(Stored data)
****

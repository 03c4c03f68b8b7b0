use anyhow::{Context, Result};
use clap::Parser;
use grid_snake::game::GameConfig;
use grid_snake::logging;
use grid_snake::modes::HumanMode;
use std::path::PathBuf;

#[derive(Parser)]
#[command(name = "grid_snake")]
#[command(version, about = "Snake on a square grid in the terminal")]
struct Cli {
    /// TOML file with game settings
    #[arg(long)]
    config: Option<PathBuf>,

    /// Cells per side of the grid
    #[arg(long)]
    grid_size: Option<usize>,

    /// Milliseconds between ticks
    #[arg(long)]
    tick_ms: Option<u64>,

    /// Seed for fruit placement
    #[arg(long)]
    seed: Option<u64>,

    /// Where to write the log
    #[arg(long, default_value = "grid_snake.log")]
    log_file: PathBuf,

    /// Log debug events
    #[arg(short, long)]
    verbose: bool,
}

impl Cli {
    fn game_config(&self) -> Result<GameConfig> {
        let mut config = match &self.config {
            Some(path) => GameConfig::from_toml_file(path)?,
            None => GameConfig::default(),
        };

        // Command-line flags win over the file
        if let Some(grid_size) = self.grid_size {
            config.grid_size = grid_size;
        }
        if let Some(tick_ms) = self.tick_ms {
            config.tick_interval_ms = tick_ms;
        }
        if self.seed.is_some() {
            config.seed = self.seed;
        }

        config.validate().context("Invalid game configuration")?;
        Ok(config)
    }
}

#[tokio::main]
async fn main() -> Result<()> {
    let cli = Cli::parse();

    let config = cli.game_config()?;
    logging::init(&cli.log_file, cli.verbose)?;
    tracing::info!(?config, "starting");

    let mut human_mode = HumanMode::new(config);
    human_mode.run().await?;

    Ok(())
}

****

#### [TRY IT]
Copy each line of the data that contains the word "PathBuf".

#### [ANSWER FOR THIS EXERCISE]
use std::path::PathBuf;
    config: Option<PathBuf>,
    log_file: PathBuf,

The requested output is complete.